EXERCISE: Nothing in the data may be altered, so output all of it exactly.

Stored data:
= Beginning of Section =

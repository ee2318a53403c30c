// affiliate-backend/src/service/company_service.rs

use std::sync::Arc;

use sea_orm::{IntoActiveModel, Set, TransactionTrait};
use tracing::info;
use validator::Validate;

use crate::api::dto::company_dto::{
    CompanyCreate, CompanyListQuery, CompanyOut, CompanyUpdate, UserCreate,
};
use crate::db::DbPool;
use crate::domain::company_model;
use crate::domain::user_model::UserRole;
use crate::error::{AppError, AppResult};
use crate::middleware::auth::AuthenticatedUser;
use crate::repository::company_repository::{CompanyFilter, CompanyRepository};
use crate::repository::user_repository::UserRepository;
use crate::utils::password::hash_password;

#[derive(Clone)]
pub struct CompanyService {
    db: DbPool,
    company_repo: Arc<CompanyRepository>,
    user_repo: Arc<UserRepository>,
}

impl CompanyService {
    pub fn new(
        db: DbPool,
        company_repo: Arc<CompanyRepository>,
        user_repo: Arc<UserRepository>,
    ) -> Self {
        Self {
            db,
            company_repo,
            user_repo,
        }
    }

    /// 会社とそのログインユーザーを同一ユニットオブワークで作成
    pub async fn create_company(
        &self,
        auth: &AuthenticatedUser,
        company_in: CompanyCreate,
    ) -> AppResult<CompanyOut> {
        if !auth.is_admin() {
            return Err(AppError::Forbidden(
                "Only admins can create companies".to_string(),
            ));
        }

        company_in.validate()?;

        if self
            .company_repo
            .find_by_name(&company_in.name)
            .await?
            .is_some()
        {
            return Err(AppError::BadRequest(
                "Company with this name already exists".to_string(),
            ));
        }

        let username = company_in
            .username
            .as_deref()
            .filter(|u| !u.is_empty())
            .ok_or_else(|| AppError::ValidationError("username is required".to_string()))?;
        let password = company_in
            .password
            .as_deref()
            .filter(|p| !p.is_empty())
            .ok_or_else(|| AppError::ValidationError("password is required".to_string()))?;

        let password_hash =
            hash_password(password).map_err(|e| AppError::InternalServerError(e.to_string()))?;

        let new_company = company_model::ActiveModel {
            name: Set(company_in.name.clone()),
            adres: Set(company_in.adres.clone()),
            telefon: Set(company_in.telefon.clone()),
            gsm: Set(company_in.gsm.clone()),
            faks: Set(company_in.faks.clone()),
            vergi_dairesi: Set(company_in.vergi_dairesi.clone()),
            vergi_numarasi: Set(company_in.vergi_numarasi.clone()),
            email: Set(company_in.email.clone()),
            aktiflik_durumu: Set(company_in.aktiflik_durumu),
            yetkili_adi: Set(company_in.yetkili_adi.clone()),
            yetkili_soyadi: Set(company_in.yetkili_soyadi.clone()),
            yetkili_gsm: Set(company_in.yetkili_gsm.clone()),
            created_at: Set(chrono::Utc::now()),
            ..Default::default()
        };

        let txn = self.db.begin().await?;

        let company = self.company_repo.create(&txn, new_company).await?;
        self.user_repo
            .create(
                &txn,
                username,
                &password_hash,
                UserRole::Company,
                Some(company.id),
            )
            .await?;

        txn.commit().await?;

        info!(company_id = company.id, "Company created");

        Ok(CompanyOut::from(company))
    }

    /// 会社一覧（管理者のみ、任意のilikeフィルタ付き）
    pub async fn list_companies(
        &self,
        auth: &AuthenticatedUser,
        query: CompanyListQuery,
    ) -> AppResult<Vec<CompanyOut>> {
        if !auth.is_admin() {
            return Err(AppError::Forbidden(
                "You do not have permission to view companies".to_string(),
            ));
        }

        let companies = self
            .company_repo
            .find_with_filters(CompanyFilter {
                name: query.name,
                email: query.email,
                telefon: query.telefon,
            })
            .await?;

        Ok(companies.into_iter().map(CompanyOut::from).collect())
    }

    pub async fn get_company(&self, auth: &AuthenticatedUser, id: i32) -> AppResult<CompanyOut> {
        if !auth.is_admin() {
            return Err(AppError::Forbidden("Access denied".to_string()));
        }

        let company = self
            .company_repo
            .find_by_id(id)
            .await?
            .ok_or_else(|| AppError::NotFound("Company not found".to_string()))?;

        Ok(CompanyOut::from(company))
    }

    /// 会社情報の更新。名前は正規化と一意性チェックを通す
    pub async fn update_company(
        &self,
        auth: &AuthenticatedUser,
        id: i32,
        update: CompanyUpdate,
    ) -> AppResult<CompanyOut> {
        if !auth.is_admin() {
            return Err(AppError::Forbidden("Access denied".to_string()));
        }

        let company = self
            .company_repo
            .find_by_id(id)
            .await?
            .ok_or_else(|| AppError::NotFound("Company not found".to_string()))?;

        let mut active = company.into_active_model();

        if let Some(name) = update.name {
            let name = name.trim().to_string();
            if name.is_empty() {
                return Err(AppError::BadRequest(
                    "Company name cannot be empty".to_string(),
                ));
            }
            if self
                .company_repo
                .find_conflicting_name(&name, id)
                .await?
                .is_some()
            {
                return Err(AppError::BadRequest(
                    "Company with this name already exists".to_string(),
                ));
            }
            active.name = Set(name);
        }

        if let Some(adres) = update.adres {
            active.adres = Set(Some(adres));
        }
        if let Some(telefon) = update.telefon {
            active.telefon = Set(Some(telefon));
        }
        if let Some(gsm) = update.gsm {
            active.gsm = Set(Some(gsm));
        }
        if let Some(faks) = update.faks {
            active.faks = Set(Some(faks));
        }
        if let Some(vergi_dairesi) = update.vergi_dairesi {
            active.vergi_dairesi = Set(Some(vergi_dairesi));
        }
        if let Some(vergi_numarasi) = update.vergi_numarasi {
            active.vergi_numarasi = Set(Some(vergi_numarasi));
        }
        if let Some(email) = update.email {
            active.email = Set(Some(email));
        }
        if let Some(aktiflik_durumu) = update.aktiflik_durumu {
            active.aktiflik_durumu = Set(aktiflik_durumu);
        }
        if let Some(yetkili_adi) = update.yetkili_adi {
            active.yetkili_adi = Set(Some(yetkili_adi));
        }
        if let Some(yetkili_soyadi) = update.yetkili_soyadi {
            active.yetkili_soyadi = Set(Some(yetkili_soyadi));
        }
        if let Some(yetkili_gsm) = update.yetkili_gsm {
            active.yetkili_gsm = Set(Some(yetkili_gsm));
        }

        let updated = self.company_repo.update(active).await?;

        Ok(CompanyOut::from(updated))
    }

    /// 会社ロールのログインユーザーを追加
    pub async fn add_company_user(
        &self,
        auth: &AuthenticatedUser,
        company_id: i32,
        user_in: UserCreate,
    ) -> AppResult<()> {
        if !auth.is_admin() {
            return Err(AppError::Forbidden("Access denied".to_string()));
        }

        user_in.validate()?;

        if self
            .user_repo
            .find_by_username(&user_in.username)
            .await?
            .is_some()
        {
            return Err(AppError::BadRequest("Username already exists".to_string()));
        }

        let password_hash = hash_password(&user_in.password)
            .map_err(|e| AppError::InternalServerError(e.to_string()))?;

        self.user_repo
            .create(
                &self.db,
                &user_in.username,
                &password_hash,
                UserRole::Company,
                Some(company_id),
            )
            .await?;

        Ok(())
    }
}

= End of Section =

TASK OUTPUT:
repository ee2318a53403c30c
// affiliate-backend/src/service/company_service.rs

use std::sync::Arc;

use sea_orm::{IntoActiveModel, Set, TransactionTrait};
use tracing::info;
use validator::Validate;

use crate::api::dto::company_dto::{
    CompanyCreate, CompanyListQuery, CompanyOut, CompanyUpdate, UserCreate,
};
use crate::db::DbPool;
use crate::domain::company_model;
use crate::domain::user_model::UserRole;
use crate::error::{AppError, AppResult};
use crate::middleware::auth::AuthenticatedUser;
use crate::repository::company_repository::{CompanyFilter, CompanyRepository};
use crate::repository::user_repository::UserRepository;
use crate::utils::password::hash_password;

#[derive(Clone)]
pub struct CompanyService {
    db: DbPool,
    company_repo: Arc<CompanyRepository>,
    user_repo: Arc<UserRepository>,
}

impl CompanyService {
    pub fn new(
        db: DbPool,
        company_repo: Arc<CompanyRepository>,
        user_repo: Arc<UserRepository>,
    ) -> Self {
        Self {
            db,
            company_repo,
            user_repo,
        }
    }

    /// 会社とそのログインユーザーを同一ユニットオブワークで作成
    pub async fn create_company(
        &self,
        auth: &AuthenticatedUser,
        company_in: CompanyCreate,
    ) -> AppResult<CompanyOut> {
        if !auth.is_admin() {
            return Err(AppError::Forbidden(
                "Only admins can create companies".to_string(),
            ));
        }

        company_in.validate()?;

        if self
            .company_repo
            .find_by_name(&company_in.name)
            .await?
            .is_some()
        {
            return Err(AppError::BadRequest(
                "Company with this name already exists".to_string(),
            ));
        }

        let username = company_in
            .username
            .as_deref()
            .filter(|u| !u.is_empty())
            .ok_or_else(|| AppError::ValidationError("username is required".to_string()))?;
        let password = company_in
            .password
            .as_deref()
            .filter(|p| !p.is_empty())
            .ok_or_else(|| AppError::ValidationError("password is required".to_string()))?;

        let password_hash =
            hash_password(password).map_err(|e| AppError::InternalServerError(e.to_string()))?;

        let new_company = company_model::ActiveModel {
            name: Set(company_in.name.clone()),
            adres: Set(company_in.adres.clone()),
            telefon: Set(company_in.telefon.clone()),
            gsm: Set(company_in.gsm.clone()),
            faks: Set(company_in.faks.clone()),
            vergi_dairesi: Set(company_in.vergi_dairesi.clone()),
            vergi_numarasi: Set(company_in.vergi_numarasi.clone()),
            email: Set(company_in.email.clone()),
            aktiflik_durumu: Set(company_in.aktiflik_durumu),
            yetkili_adi: Set(company_in.yetkili_adi.clone()),
            yetkili_soyadi: Set(company_in.yetkili_soyadi.clone()),
            yetkili_gsm: Set(company_in.yetkili_gsm.clone()),
            created_at: Set(chrono::Utc::now()),
            ..Default::default()
        };

        let txn = self.db.begin().await?;

        let company = self.company_repo.create(&txn, new_company).await?;
        self.user_repo
            .create(
                &txn,
                username,
                &password_hash,
                UserRole::Company,
                Some(company.id),
            )
            .await?;

        txn.commit().await?;

        info!(company_id = company.id, "Company created");

        Ok(CompanyOut::from(company))
    }

    /// 会社一覧（管理者のみ、任意のilikeフィルタ付き）
    pub async fn list_companies(
        &self,
        auth: &AuthenticatedUser,
        query: CompanyListQuery,
    ) -> AppResult<Vec<CompanyOut>> {
        if !auth.is_admin() {
            return Err(AppError::Forbidden(
                "You do not have permission to view companies".to_string(),
            ));
        }

        let companies = self
            .company_repo
            .find_with_filters(CompanyFilter {
                name: query.name,
                email: query.email,
                telefon: query.telefon,
            })
            .await?;

        Ok(companies.into_iter().map(CompanyOut::from).collect())
    }

    pub async fn get_company(&self, auth: &AuthenticatedUser, id: i32) -> AppResult<CompanyOut> {
        if !auth.is_admin() {
            return Err(AppError::Forbidden("Access denied".to_string()));
        }

        let company = self
            .company_repo
            .find_by_id(id)
            .await?
            .ok_or_else(|| AppError::NotFound("Company not found".to_string()))?;

        Ok(CompanyOut::from(company))
    }

    /// 会社情報の更新。名前は正規化と一意性チェックを通す
    pub async fn update_company(
        &self,
        auth: &AuthenticatedUser,
        id: i32,
        update: CompanyUpdate,
    ) -> AppResult<CompanyOut> {
        if !auth.is_admin() {
            return Err(AppError::Forbidden("Access denied".to_string()));
        }

        let company = self
            .company_repo
            .find_by_id(id)
            .await?
            .ok_or_else(|| AppError::NotFound("Company not found".to_string()))?;

        let mut active = company.into_active_model();

        if let Some(name) = update.name {
            let name = name.trim().to_string();
            if name.is_empty() {
                return Err(AppError::BadRequest(
                    "Company name cannot be empty".to_string(),
                ));
            }
            if self
                .company_repo
                .find_conflicting_name(&name, id)
                .await?
                .is_some()
            {
                return Err(AppError::BadRequest(
                    "Company with this name already exists".to_string(),
                ));
            }
            active.name = Set(name);
        }

        if let Some(adres) = update.adres {
            active.adres = Set(Some(adres));
        }
        if let Some(telefon) = update.telefon {
            active.telefon = Set(Some(telefon));
        }
        if let Some(gsm) = update.gsm {
            active.gsm = Set(Some(gsm));
        }
        if let Some(faks) = update.faks {
            active.faks = Set(Some(faks));
        }
        if let Some(vergi_dairesi) = update.vergi_dairesi {
            active.vergi_dairesi = Set(Some(vergi_dairesi));
        }
        if let Some(vergi_numarasi) = update.vergi_numarasi {
            active.vergi_numarasi = Set(Some(vergi_numarasi));
        }
        if let Some(email) = update.email {
            active.email = Set(Some(email));
        }
        if let Some(aktiflik_durumu) = update.aktiflik_durumu {
            active.aktiflik_durumu = Set(aktiflik_durumu);
        }
        if let Some(yetkili_adi) = update.yetkili_adi {
            active.yetkili_adi = Set(Some(yetkili_adi));
        }
        if let Some(yetkili_soyadi) = update.yetkili_soyadi {
            active.yetkili_soyadi = Set(Some(yetkili_soyadi));
        }
        if let Some(yetkili_gsm) = update.yetkili_gsm {
            active.yetkili_gsm = Set(Some(yetkili_gsm));
        }

        let updated = self.company_repo.update(active).await?;

        Ok(CompanyOut::from(updated))
    }

    /// 会社ロールのログインユーザーを追加
    pub async fn add_company_user(
        &self,
        auth: &AuthenticatedUser,
        company_id: i32,
        user_in: UserCreate,
    ) -> AppResult<()> {
        if !auth.is_admin() {
            return Err(AppError::Forbidden("Access denied".to_string()));
        }

        user_in.validate()?;

        if self
            .user_repo
            .find_by_username(&user_in.username)
            .await?
            .is_some()
        {
            return Err(AppError::BadRequest("Username already exists".to_string()));
        }

        let password_hash = hash_password(&user_in.password)
            .map_err(|e| AppError::InternalServerError(e.to_string()))?;

        self.user_repo
            .create(
                &self.db,
                &user_in.username,
                &password_hash,
                UserRole::Company,
                Some(company_id),
            )
            .await?;

        Ok(())
    }
}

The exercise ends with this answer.